DATA UNDER STUDY »
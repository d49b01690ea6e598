//! Operation counters and latency samples for the book's hot paths.

use std::fmt::Write;

const SAMPLE_CAPACITY: usize = 100_000;

/// Metrics collected by the book: operation counters plus per-operation
/// latency samples in nanoseconds.
///
/// Recording happens on every exit path of every public operation,
/// including rejected submissions and cancels of unknown ids. The book is
/// single-writer, so plain fields suffice; readers see a consistent view
/// between operations.
#[derive(Debug)]
pub struct Metrics {
    total_orders: u64,
    total_cancels: u64,
    total_matches: u64,
    total_volume_traded: u64,

    add_latencies: Vec<u64>,
    cancel_latencies: Vec<u64>,
    match_latencies: Vec<u64>,
}

impl Metrics {
    pub(super) fn new() -> Self {
        Self {
            total_orders: 0,
            total_cancels: 0,
            total_matches: 0,
            total_volume_traded: 0,
            add_latencies: Vec::with_capacity(SAMPLE_CAPACITY),
            cancel_latencies: Vec::with_capacity(SAMPLE_CAPACITY),
            match_latencies: Vec::with_capacity(SAMPLE_CAPACITY),
        }
    }

    pub(super) fn record_add(&mut self, latency_ns: u64) {
        self.total_orders += 1;
        self.add_latencies.push(latency_ns);
    }

    pub(super) fn record_cancel(&mut self, latency_ns: u64) {
        self.total_cancels += 1;
        self.cancel_latencies.push(latency_ns);
    }

    pub(super) fn record_match(&mut self, latency_ns: u64, volume: u64) {
        self.total_matches += 1;
        self.total_volume_traded += volume;
        self.match_latencies.push(latency_ns);
    }

    /// Number of submissions processed (limit and market, including rejects).
    pub fn total_orders(&self) -> u64 {
        self.total_orders
    }

    /// Number of cancel requests processed.
    pub fn total_cancels(&self) -> u64 {
        self.total_cancels
    }

    /// Number of matching passes that produced at least one fill.
    pub fn total_matches(&self) -> u64 {
        self.total_matches
    }

    /// Total quantity traded across all matches.
    pub fn total_volume_traded(&self) -> u64 {
        self.total_volume_traded
    }

    /// Latency percentile over recorded add samples, in nanoseconds.
    pub fn add_latency_percentile(&self, percentile: f64) -> u64 {
        Self::percentile(&self.add_latencies, percentile)
    }

    /// Latency percentile over recorded cancel samples, in nanoseconds.
    pub fn cancel_latency_percentile(&self, percentile: f64) -> u64 {
        Self::percentile(&self.cancel_latencies, percentile)
    }

    /// Latency percentile over recorded match samples, in nanoseconds.
    pub fn match_latency_percentile(&self, percentile: f64) -> u64 {
        Self::percentile(&self.match_latencies, percentile)
    }

    /// Mean add latency in nanoseconds.
    pub fn avg_add_latency(&self) -> f64 {
        Self::average(&self.add_latencies)
    }

    /// Mean cancel latency in nanoseconds.
    pub fn avg_cancel_latency(&self) -> f64 {
        Self::average(&self.cancel_latencies)
    }

    /// Mean match latency in nanoseconds.
    pub fn avg_match_latency(&self) -> f64 {
        Self::average(&self.match_latencies)
    }

    /// Clear all counters and samples.
    pub fn reset(&mut self) {
        self.total_orders = 0;
        self.total_cancels = 0;
        self.total_matches = 0;
        self.total_volume_traded = 0;
        self.add_latencies.clear();
        self.cancel_latencies.clear();
        self.match_latencies.clear();
    }

    /// Human-readable summary of counters and latency percentiles.
    pub fn summary(&self) -> String {
        let mut out = String::new();

        let _ = writeln!(out, "\n=== Order Book Metrics ===\n");
        let _ = writeln!(out, "Operations:");
        let _ = writeln!(out, "  Total Orders Added: {}", self.total_orders);
        let _ = writeln!(out, "  Total Cancellations: {}", self.total_cancels);
        let _ = writeln!(out, "  Total Matches: {}", self.total_matches);
        let _ = writeln!(out, "  Total Volume Traded: {}\n", self.total_volume_traded);

        Self::write_latency_section(&mut out, "Add Order", &self.add_latencies);
        Self::write_latency_section(&mut out, "Cancel Order", &self.cancel_latencies);
        Self::write_latency_section(&mut out, "Match Order", &self.match_latencies);

        let _ = writeln!(out, "==========================");
        out
    }

    fn write_latency_section(out: &mut String, label: &str, data: &[u64]) {
        if data.is_empty() {
            return;
        }
        let _ = writeln!(out, "{} Latency (nanoseconds):", label);
        let _ = writeln!(out, "  Average: {:.2} ns", Self::average(data));
        let _ = writeln!(out, "  P50: {} ns", Self::percentile(data, 50.0));
        let _ = writeln!(out, "  P95: {} ns", Self::percentile(data, 95.0));
        let _ = writeln!(out, "  P99: {} ns", Self::percentile(data, 99.0));
        let _ = writeln!(out, "  Max: {} ns\n", Self::percentile(data, 100.0));
    }

    fn percentile(data: &[u64], percentile: f64) -> u64 {
        if data.is_empty() {
            return 0;
        }

        let mut sorted = data.to_vec();
        sorted.sort_unstable();

        let mut index = ((percentile / 100.0) * sorted.len() as f64) as usize;
        if index >= sorted.len() {
            index = sorted.len() - 1;
        }
        sorted[index]
    }

    fn average(data: &[u64]) -> f64 {
        if data.is_empty() {
            return 0.0;
        }
        let sum: u64 = data.iter().sum();
        sum as f64 / data.len() as f64
    }
}
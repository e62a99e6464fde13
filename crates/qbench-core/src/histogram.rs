//! Measurement-outcome histograms and the moments computed over them.
//!
//! A histogram maps fixed-width bitstring labels (`"00101"`) to the number of
//! shots that produced that outcome. Two histograms being compared rarely share
//! the exact same key set, so every pairwise metric works on a zero-filled
//! union built locally by [`aligned`]; callers' maps are never mutated.

use std::collections::{BTreeMap, HashMap};

use crate::error::{QbenchError, Result};

/// Observed counts per bitstring outcome.
pub type CountsHistogram = HashMap<String, u64>;

/// Per-outcome weights, either raw counts or probabilities.
pub type Distribution = HashMap<String, f64>;

/// Total number of shots recorded in a histogram.
pub fn total_shots(counts: &CountsHistogram) -> u64 {
    counts.values().fold(0u64, |acc, &c| acc.saturating_add(c))
}

/// Normalize counts by `shots` into a probability distribution.
///
/// Returns an empty distribution for `shots == 0`.
pub fn probabilities(counts: &CountsHistogram, shots: u64) -> Distribution {
    if shots == 0 {
        return Distribution::new();
    }
    counts
        .iter()
        .map(|(key, &count)| (key.clone(), count as f64 / shots as f64))
        .collect()
}

/// Most frequent outcome and its count. Ties resolve to the smallest label.
pub fn mode(counts: &CountsHistogram) -> Option<(&str, u64)> {
    counts
        .iter()
        .max_by(|a, b| a.1.cmp(b.1).then_with(|| b.0.cmp(a.0)))
        .map(|(key, &count)| (key.as_str(), count))
}

/// Parse an outcome label as an unsigned binary integer.
pub fn bitstring_value(key: &str) -> Result<u128> {
    // Measurement labels from multi-register circuits carry spaces between registers.
    let digits: String = key.chars().filter(|c| *c != ' ').collect();
    if digits.is_empty() {
        return Err(QbenchError::InvalidBitstring {
            key: key.to_string(),
        });
    }
    u128::from_str_radix(&digits, 2).map_err(|_| QbenchError::InvalidBitstring {
        key: key.to_string(),
    })
}

/// Σ value(key) × weight(key), reading every key as a binary number.
///
/// Meaningful when the weights are probabilities (see [`probabilities`]).
pub fn expected_value(dist: &Distribution) -> Result<f64> {
    let mut result = 0.0;
    for (key, weight) in sorted(dist) {
        result += bitstring_value(key)? as f64 * weight;
    }
    Ok(result)
}

/// sqrt(Σ weight(key) × (value(key) − expected_value)²).
pub fn standard_deviation(dist: &Distribution, expected_value: f64) -> Result<f64> {
    let mut sum = 0.0;
    for (key, weight) in sorted(dist) {
        let diff = bitstring_value(key)? as f64 - expected_value;
        sum += diff * diff * weight;
    }
    Ok(sum.sqrt())
}

/// Union of both key sets with missing entries filled by zero.
///
/// Ordered by label so that floating-point sums do not depend on the hash
/// order of the inputs.
pub(crate) fn aligned<'a>(
    sim: &'a CountsHistogram,
    real: &'a CountsHistogram,
) -> BTreeMap<&'a str, (u64, u64)> {
    let mut union: BTreeMap<&str, (u64, u64)> = BTreeMap::new();
    for (key, &count) in sim {
        union.entry(key.as_str()).or_default().0 = count;
    }
    for (key, &count) in real {
        union.entry(key.as_str()).or_default().1 = count;
    }
    union
}

fn sorted(dist: &Distribution) -> Vec<(&str, f64)> {
    let mut entries: Vec<(&str, f64)> = dist.iter().map(|(k, &v)| (k.as_str(), v)).collect();
    entries.sort_by(|a, b| a.0.cmp(b.0));
    entries
}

WHAT TO PRODUCE »
Starting at the line that contains "Recording happens on" and stopping after the line that contains "#[derive(Debug)]", write out every line exactly as it appears above, and no other line.

EXPECTED ANSWER »
/// Recording happens on every exit path of every public operation,
/// including rejected submissions and cancels of unknown ids. The book is
/// single-writer, so plain fields suffice; readers see a consistent view
/// between operations.
#[derive(Debug)]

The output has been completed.